Your instructions:
Below are entries. Pull out all lines containing "ConflictPolicy".

Recorded information:

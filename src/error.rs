// =============================================================================
// Error taxonomy for the arbitration pipeline
// =============================================================================
//
// Every variant here is locally recoverable: producers are skipped for a
// cycle, scoring failures become abstain votes, persistence failures are
// retried from memory. The one fatal combination — a corrupt weight file with
// no configured default weights — is surfaced by `WeightStore::bootstrap` as
// an `anyhow` error at startup.
// =============================================================================

use thiserror::Error;

#[derive(Debug, Error)]
pub enum EngineError {
    /// A single producer failed this cycle. Other producers are unaffected.
    #[error("producer {strategy} failed: {reason}")]
    Producer { strategy: String, reason: String },

    /// A scoring source did not answer within its timeout.
    #[error("scoring source {src} timed out after {timeout_ms}ms")]
    ScoringTimeout { src: String, timeout_ms: u64 },

    /// A scoring source answered with something that could not be parsed
    /// into a vote.
    #[error("scoring source {src} returned a malformed response: {reason}")]
    ScoringMalformed { src: String, reason: String },

    /// A weight-file or journal write failed. The data stays in memory and
    /// is retried on the next write opportunity.
    #[error("persistence write failed: {0}")]
    PersistenceWrite(String),

    /// The persisted weight file could not be parsed or violates the
    /// sum-to-one invariant.
    #[error("weight vector corrupt: {0}")]
    WeightVectorCorrupt(String),

    /// The execution collaborator reported a failure. The decision closes
    /// unresolved and is excluded from source scoring.
    #[error("execution failed for decision {decision_id}: {reason}")]
    Execution {
        decision_id: String,
        reason: String,
    },
}
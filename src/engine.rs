// =============================================================================
// Engine Core — per-symbol evaluation cycles
// =============================================================================
//
// One cycle: collect a candidate from the producers, gather votes under
// per-source timeouts, aggregate against the current weight snapshot, run the
// admission gate, and hand admitted decisions to the execution collaborator.
//
// Distinct symbols evaluate concurrently; within a symbol the slow phase
// (vote gathering, dominated by the reasoning oracle) runs as an abortable
// task. A newer candidate for the same symbol supersedes a still-gathering
// evaluation: the stale task is aborted and its eventual result is never
// applied. A generation counter closes the remaining race between abort and
// commit.
// =============================================================================

use std::collections::HashMap;
use std::sync::Arc;

use chrono::Utc;
use parking_lot::Mutex;
use tokio::task::JoinHandle;
use tracing::{debug, info, warn};

use crate::admission_gate::AdmissionGate;
use crate::aggregator::SignalAggregator;
use crate::app_state::AppState;
use crate::decision::DecisionStatus;
use crate::execution::{AdmittedOrder, ExecutionHandle};
use crate::market_data::MarketDataFeed;
use crate::signal::Signal;
use crate::voting_engine::VotingEngine;

struct EvalSlot {
    generation: u64,
    handle: Option<JoinHandle<()>>,
}

pub struct EngineCore {
    state: Arc<AppState>,
    aggregator: SignalAggregator,
    voting: VotingEngine,
    gate: AdmissionGate,
    feed: Arc<dyn MarketDataFeed>,
    executor: Arc<dyn ExecutionHandle>,
    /// symbol → in-progress evaluation, for supersession.
    evals: Mutex<HashMap<String, EvalSlot>>,
}

impl EngineCore {
    pub fn new(
        state: Arc<AppState>,
        aggregator: SignalAggregator,
        voting: VotingEngine,
        gate: AdmissionGate,
        feed: Arc<dyn MarketDataFeed>,
        executor: Arc<dyn ExecutionHandle>,
    ) -> Arc<Self> {
        Arc::new(Self {
            state,
            aggregator,
            voting,
            gate,
            feed,
            executor,
            evals: Mutex::new(HashMap::new()),
        })
    }

    /// Run one evaluation pass for `symbol`. Cheap when no producer is due;
    /// when a candidate emerges the slow scoring phase is spawned off so
    /// other symbols never wait on it.
    pub fn evaluate_symbol(self: &Arc<Self>, symbol: &str) {
        let now = Utc::now();
        let Some(candidate) = self.aggregator.collect(symbol, self.feed.as_ref(), now) else {
            return;
        };

        // Supersede any evaluation still gathering votes for this symbol.
        let my_generation = {
            let mut evals = self.evals.lock();
            let slot = evals.entry(symbol.to_string()).or_insert(EvalSlot {
                generation: 0,
                handle: None,
            });
            if let Some(handle) = slot.handle.take() {
                if !handle.is_finished() {
                    info!(
                        symbol,
                        generation = slot.generation,
                        "newer candidate supersedes in-flight evaluation"
                    );
                    handle.abort();
                }
            }
            slot.generation += 1;
            slot.generation
        };

        let engine = self.clone();
        let symbol_owned = symbol.to_string();
        let handle = tokio::spawn(async move {
            engine
                .score_and_admit(&symbol_owned, candidate, my_generation)
                .await;
        });

        let mut evals = self.evals.lock();
        if let Some(slot) = evals.get_mut(symbol) {
            if slot.generation == my_generation {
                slot.handle = Some(handle);
            } else {
                // A newer candidate arrived while we were spawning.
                handle.abort();
            }
        }
    }

    async fn score_and_admit(self: &Arc<Self>, symbol: &str, candidate: Signal, generation: u64) {
        let Some(ctx) = self.feed.context(symbol, candidate.timeframe) else {
            debug!(symbol, "context disappeared before scoring, dropping candidate");
            return;
        };

        // The slow phase: every source votes concurrently, the oracle under
        // its own generous timeout. Abort lands here when superseded.
        let votes = self.voting.gather_votes(&ctx).await;

        // The weight snapshot is pinned for the life of this decision.
        let weights = self.state.weights.snapshot();
        let decision = self.voting.evaluate(candidate, votes, &weights);

        // Commit only if no newer candidate took over while we gathered.
        {
            let evals = self.evals.lock();
            if evals.get(symbol).map(|s| s.generation) != Some(generation) {
                debug!(symbol, generation, "stale evaluation result discarded");
                return;
            }
        }

        let (min_confidence, max_positions) = {
            let cfg = self.state.config.read();
            (cfg.min_confidence, cfg.max_concurrent_positions)
        };

        let decision = self.gate.admit(
            decision,
            self.state.recorder.open_count(),
            min_confidence,
            max_positions,
        );
        self.state.push_decision(decision.clone());

        if decision.status != DecisionStatus::Admitted {
            return;
        }

        if let Err(e) = self.state.recorder.open(&decision) {
            warn!(symbol, error = %e, "failed to open admitted decision");
            self.state.push_error(e.to_string());
            self.state.inflight.release(&decision.symbol, &decision.id);
            return;
        }

        let order = AdmittedOrder::from_decision(&decision);
        match self.executor.submit(&order).await {
            Ok(ack) => {
                info!(
                    symbol,
                    decision_id = %decision.id,
                    order_ref = %ack.order_ref,
                    "order handed to execution"
                );
            }
            Err(e) => {
                // Execution failure is not a signal-quality failure: the
                // decision terminates unresolved and is never scored.
                self.state.push_error(e.to_string());
                if let Err(close_err) = self
                    .state
                    .recorder
                    .close_unresolved(&decision.id, &e.to_string())
                {
                    warn!(symbol, error = %close_err, "failed to mark decision unresolved");
                }
            }
        }
    }

    /// The main arbitration loop: tick every configured interval, evaluate
    /// all symbols. Producer cadence is enforced inside the aggregator, so a
    /// fast tick stays cheap.
    pub async fn run(self: Arc<Self>) {
        let interval_secs = self.state.config.read().evaluation_interval_secs;
        let mut interval =
            tokio::time::interval(std::time::Duration::from_secs(interval_secs.max(1)));
        info!(interval_secs, "evaluation loop starting");

        loop {
            interval.tick().await;
            let symbols = self.state.config.read().symbols.clone();
            for symbol in &symbols {
                self.evaluate_symbol(symbol);
            }
        }
    }
}

impl std::fmt::Debug for EngineCore {
    fn fmt(&self, f: &mut std::fmt::Formatter<'_>) -> std::fmt::Result {
        f.debug_struct("EngineCore")
            .field("in_progress", &self.evals.lock().len())
            .finish()
    }
}

// =============================================================================
// Tests
// =============================================================================
#[cfg(test)]
mod tests {
    use super::*;
    use crate::admission_gate::SizingCurve;
    use crate::aggregator::ConflictPolicy;
    use crate::engine_config::EngineConfig;
    use crate::error::EngineError;
    use crate::execution::{ExecutionAck, SimulatedExecutor};
    use crate::market_data::SymbolContext;
    use crate::producer::{Producer, ProducerSpec};
    use crate::scoring::{ModelVote, ScoringSource};
    use crate::signal::RiskParams;
    use crate::types::{Action, Timeframe};
    use async_trait::async_trait;
    use chrono::DateTime;
    use std::time::Duration;

    struct AlwaysBuyProducer {
        spec: ProducerSpec,
    }

    impl AlwaysBuyProducer {
        fn new() -> Self {
            Self {
                spec: ProducerSpec {
                    strategy_id: "momentum".to_string(),
                    display_name: "Momentum".to_string(),
                    timeframe: Timeframe::H1,
                    // Always due, so every evaluation pass yields a candidate.
                    poll_interval_secs: 0,
                    risk_params: RiskParams {
                        stop_percent: 2.0,
                        target_percent: 3.5,
                        size_percent: 10.0,
                        min_hold_minutes: 60,
                        max_hold_minutes: None,
                        trailing_stop: false,
                        trailing_activation_pct: None,
                        trailing_distance_pct: None,
                    },
                    enabled: true,
                },
            }
        }
    }

    impl Producer for AlwaysBuyProducer {
        fn spec(&self) -> &ProducerSpec {
            &self.spec
        }

        fn produce(
            &self,
            ctx: &SymbolContext,
            now: DateTime<Utc>,
        ) -> Result<Option<Signal>, EngineError> {
            Ok(Some(Signal::new(
                &self.spec.strategy_id,
                &ctx.symbol,
                self.spec.timeframe,
                Action::Buy,
                0.8,
                self.spec.risk_params.clone(),
                ctx.volatility_pct,
                now,
            )))
        }
    }

    struct StubFeed;

    impl MarketDataFeed for StubFeed {
        fn context(&self, symbol: &str, timeframe: Timeframe) -> Option<SymbolContext> {
            Some(SymbolContext {
                symbol: symbol.to_string(),
                timeframe,
                last_price: 100.0,
                sma_20: 99.0,
                sma_50: 98.0,
                rsi_14: Some(50.0),
                price_change_5: 0.5,
                price_change_20: 2.0,
                volatility_pct: 4.0,
                recent_closes: vec![98.0, 99.0, 100.0],
                captured_at: Utc::now(),
            })
        }
    }

    struct FixedVoteSource {
        id: String,
        delay: Duration,
    }

    #[async_trait]
    impl ScoringSource for FixedVoteSource {
        fn source_id(&self) -> &str {
            &self.id
        }

        async fn score(&self, _ctx: &SymbolContext) -> Result<ModelVote, EngineError> {
            tokio::time::sleep(self.delay).await;
            Ok(ModelVote::new(&self.id, Action::Buy, 0.9, Utc::now()))
        }
    }

    struct FailingExecutor;

    #[async_trait]
    impl ExecutionHandle for FailingExecutor {
        async fn submit(&self, order: &AdmittedOrder) -> Result<ExecutionAck, EngineError> {
            Err(EngineError::Execution {
                decision_id: order.decision_id.clone(),
                reason: "exchange rejected order".into(),
            })
        }
    }

    fn build_engine(
        dir: &std::path::Path,
        source_delay: Duration,
        executor: Arc<dyn ExecutionHandle>,
    ) -> (Arc<EngineCore>, Arc<AppState>) {
        let mut cfg = EngineConfig::with_min_confidence(0.5);
        cfg.weights_path = dir.join("weights.json").to_string_lossy().into_owned();
        cfg.journal_path = dir.join("journal.jsonl").to_string_lossy().into_owned();
        cfg.symbols = vec!["BTCUSDT".to_string()];
        // The test ensemble has a single source; give it the whole vector.
        cfg.initial_weights =
            std::collections::BTreeMap::from([("technical".to_string(), 1.0)]);

        let (state, _optimize_rx) = AppState::new(cfg).unwrap();

        let aggregator = SignalAggregator::new(
            vec![Arc::new(AlwaysBuyProducer::new())],
            ConflictPolicy::default(),
        );
        let voting = VotingEngine::new(
            vec![Arc::new(FixedVoteSource {
                id: "technical".to_string(),
                delay: source_delay,
            })],
            5_000,
        );
        let gate = AdmissionGate::new(state.inflight.clone(), SizingCurve::default());

        let engine = EngineCore::new(
            state.clone(),
            aggregator,
            voting,
            gate,
            Arc::new(StubFeed),
            executor,
        );
        (engine, state)
    }

    async fn wait_until(mut cond: impl FnMut() -> bool) {
        for _ in 0..2000 {
            if cond() {
                return;
            }
            tokio::time::sleep(Duration::from_millis(10)).await;
        }
        panic!("condition not reached");
    }

    #[tokio::test(start_paused = true)]
    async fn at_most_one_live_decision_per_symbol() {
        let dir = tempfile::tempdir().unwrap();
        let (engine, state) =
            build_engine(dir.path(), Duration::ZERO, Arc::new(SimulatedExecutor));

        engine.evaluate_symbol("BTCUSDT");
        wait_until(|| state.recorder.open_count() == 1).await;

        // A second candidate while the trade is live must be discarded.
        engine.evaluate_symbol("BTCUSDT");
        wait_until(|| state.recent_decisions.read().len() == 2).await;

        assert_eq!(state.recorder.open_count(), 1);
        let decisions = state.recent_decisions.read();
        assert_eq!(decisions[0].status, DecisionStatus::Admitted);
        assert_eq!(decisions[1].status, DecisionStatus::Discarded);

        // Closing the trade frees the symbol for the next candidate.
        let open_id = decisions[0].id.clone();
        drop(decisions);
        state.recorder.close(&open_id, 10.0).unwrap();

        engine.evaluate_symbol("BTCUSDT");
        wait_until(|| state.recorder.open_count() == 1).await;
    }

    #[tokio::test(start_paused = true)]
    async fn newer_candidate_supersedes_slow_evaluation() {
        let dir = tempfile::tempdir().unwrap();
        // Source slow enough that the second candidate lands mid-gather.
        let (engine, state) = build_engine(
            dir.path(),
            Duration::from_secs(2),
            Arc::new(SimulatedExecutor),
        );

        engine.evaluate_symbol("BTCUSDT");
        // Let the first evaluation reach its (virtual) sleep.
        tokio::time::sleep(Duration::from_millis(50)).await;
        engine.evaluate_symbol("BTCUSDT");

        wait_until(|| state.recorder.open_count() == 1).await;
        tokio::time::sleep(Duration::from_secs(5)).await;

        // The superseded evaluation never produced a decision: exactly one
        // was recorded, and exactly one trade is live.
        assert_eq!(state.recent_decisions.read().len(), 1);
        assert_eq!(state.recorder.open_count(), 1);
    }

    #[tokio::test(start_paused = true)]
    async fn execution_failure_closes_decision_unresolved() {
        let dir = tempfile::tempdir().unwrap();
        let (engine, state) = build_engine(dir.path(), Duration::ZERO, Arc::new(FailingExecutor));

        engine.evaluate_symbol("BTCUSDT");
        wait_until(|| !state.recent_errors.read().is_empty()).await;

        // The failed trade freed its slot and was never scored.
        assert_eq!(state.recorder.open_count(), 0);
        assert!(state.performance.snapshot().is_empty());
        assert!(state.inflight.holder("BTCUSDT").is_none());
    }
}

Solution:
    use crate::aggregator::ConflictPolicy;
            ConflictPolicy::default(),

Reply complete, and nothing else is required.